This rule with a perfect record says the market hasn’t bottomed out yet, says Bank of America’s star analyst

This rule with a perfect record says the market hasn’t bottomed out yet, says Bank of America’s star analyst

Rules are there to be broken. This may be a standard mantra for anarchists. But for traders, such thinking can prove dangerously repellent.

Investors should therefore consider the latest note from Bank of America’s Savita Subramanian, in which the star analyst describes that “a rule with a perfect track record says the market hasn’t bottomed yet.”

Subramanian, head of U.S. equity and quantitative strategy, says that after this recent rebound that sent the S&P 500 SPX up -0.72%, up 16.6% from its mid-June low, only 30% of the conditions required for a market floor are met . As a rule, at least 80% of the states must be registered before the all-clear can be given.

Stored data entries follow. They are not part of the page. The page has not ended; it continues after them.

#[cfg(test)]
mod tests {
    use super::*;
    use crate::codegen::testing::{c64, calls};
    use crate::environment::Environment;
    use crate::lexer::tokenize;

    fn evaluate(source: &str) -> (Environment, Result<VariableId, CompileError>) {
        let tokens = tokenize(source).unwrap();
        let mut env = c64();
        let result = {
            let mut parser = Parser::new(&tokens, &mut env, source);
            parser.parse_expression()
        };
        (env, result)
    }

    fn constant(source: &str) -> Option<i64> {
        let (env, result) = evaluate(source);
        env.constant_of(result.unwrap())
    }

    #[test]
    fn test_precedence() {
        assert_eq!(constant("1 + 2 * 3"), Some(7));
        assert_eq!(constant("(1 + 2) * 3"), Some(9));
        assert_eq!(constant("10 - 4 - 3"), Some(3));
        assert_eq!(constant("2 * 3 ^ 2"), Some(18));
        assert_eq!(constant("-2 ^ 2"), Some(4));
        assert_eq!(constant("10 MOD 4 + 1"), Some(3));
    }

    #[test]
    fn test_logic_binds_looser_than_arithmetic() {
        assert_eq!(constant("1 + 2 OR 4"), Some(7));
        assert_eq!(constant("6 AND 3 XOR 1"), Some(3));
    }

    #[test]
    fn test_comparison_produces_byte() {
        let (env, result) = evaluate("A < 10");
        let id = result.unwrap();
        assert_eq!(env.type_of(id), VariableType::Byte);
    }

    #[test]
    fn test_string_functions() {
        let (env, result) = evaluate("LEFT$(\"HELLO\", 2)");
        let id = result.unwrap();
        assert_eq!(
            env.constant_value_of(id),
            Some(crate::symbols::ConstantValue::String("HE".to_string()))
        );
    }

    #[test]
    fn test_mid_argument_count() {
        let (_, result) = evaluate("MID$(\"HELLO\")");
        assert_eq!(result.unwrap_err().code, ErrorCode::WrongNumberOfParameters);
    }

    #[test]
    fn test_rnd_calls_random_runtime() {
        let (env, result) = evaluate("RND(6)");
        result.unwrap();
        assert_eq!(calls(&env, "RANDOM"), 1);
    }

    #[test]
    fn test_builtin_name_without_parentheses_is_a_variable() {
        let (env, result) = evaluate("len");
        let id = result.unwrap();
        assert_eq!(env.symbols.variable(id).name, "LEN");
    }

    #[test]
    fn test_procedure_without_result() {
        let source = "noresult[]";
        let tokens = tokenize(source).unwrap();
        let mut env = c64();
        env.declare_external("NORESULT", 0xC000, Vec::new()).unwrap();
        let mut parser = Parser::new(&tokens, &mut env, source);
        assert_eq!(
            parser.parse_expression().unwrap_err().code,
            ErrorCode::TypeMismatch
        );
    }

    #[test]
    fn test_missing_operand() {
        let (_, result) = evaluate("1 +");
        assert_eq!(result.unwrap_err().code, ErrorCode::SyntaxError);
    }

    #[test]
    fn test_static_string_accepts_string_constants() {
        let source = "NAME";
        let tokens = tokenize(source).unwrap();
        let mut env = c64();
        env.define_constant("NAME", crate::symbols::ConstantValue::String("DATA.BIN".into()))
            .unwrap();
        let mut parser = Parser::new(&tokens, &mut env, source);
        assert_eq!(parser.parse_static_string("a file name").unwrap(), "DATA.BIN");
    }
}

One of these guideposts is particularly important – the rule of 20. That is, if the sum of annual consumer price inflation and the market’s trailing price-to-earnings ratio is less than 20 when the market bottoms.

Currently, the market’s P/E ratio is 20 and the CPI is 8.5%, Surbramanian notes. That’s 28.5.

“Barring inflation falling to 0% or the S&P 500 falling to 2500, it would take a 50% earnings surprise to meet the Rule of 20, while the consensus is already pushing an aggressive and, in our view, unattainable growth rate of 8% forecast in 2023,” she says.

This rule with a perfect record says the market hasnt

Source: Bank of America

Meanwhile, BofA also thinks its shares aren’t cheap enough because the market is underestimating the odds of a contracting economy.

“A 20% chance of recession is now priced in versus 36% in June. In March, stocks were pricing in a 75% chance of a recession. Even at enterprise value to sales, where revenue should rise on tailwinds of 9% CPI, the market multiple is excessively high (+40%) compared to the past – possibly because real non-energy revenue growth is essentially flat.”

Other signposts that need to be triggered to confirm a bottom but are not currently are: the Fed’s rate cuts; a decline of 50 basis points or more in 2-year Treasury yield TMUBMUSD02Y, 3.253%; a rising unemployment rate from a 12-month low; a sell-side buy signal.

Signals bulls are currently giving the green light include: improving PMIs; and more bears than bulls.

Given all of this, Subramanian favors the energy and industrials sectors and suggests selling consumer-facing stocks.

“The industry could be lifted by already strong capital spending (they grew +19% yoy in the second quarter) and by companies forecasting their capital spending to be even higher during the second quarter earnings season. In a tight labor market that justifies automation and deglobalization, capital spending may be more of a necessity and should hold up better than in previous recessions,” she writes.

The S&P 500 is down 10% this year. The Dow Jones Industrial Average DJIA, -0.50%, is down 6%, while the Nasdaq Composite COMP, -1.25%, is down 17%.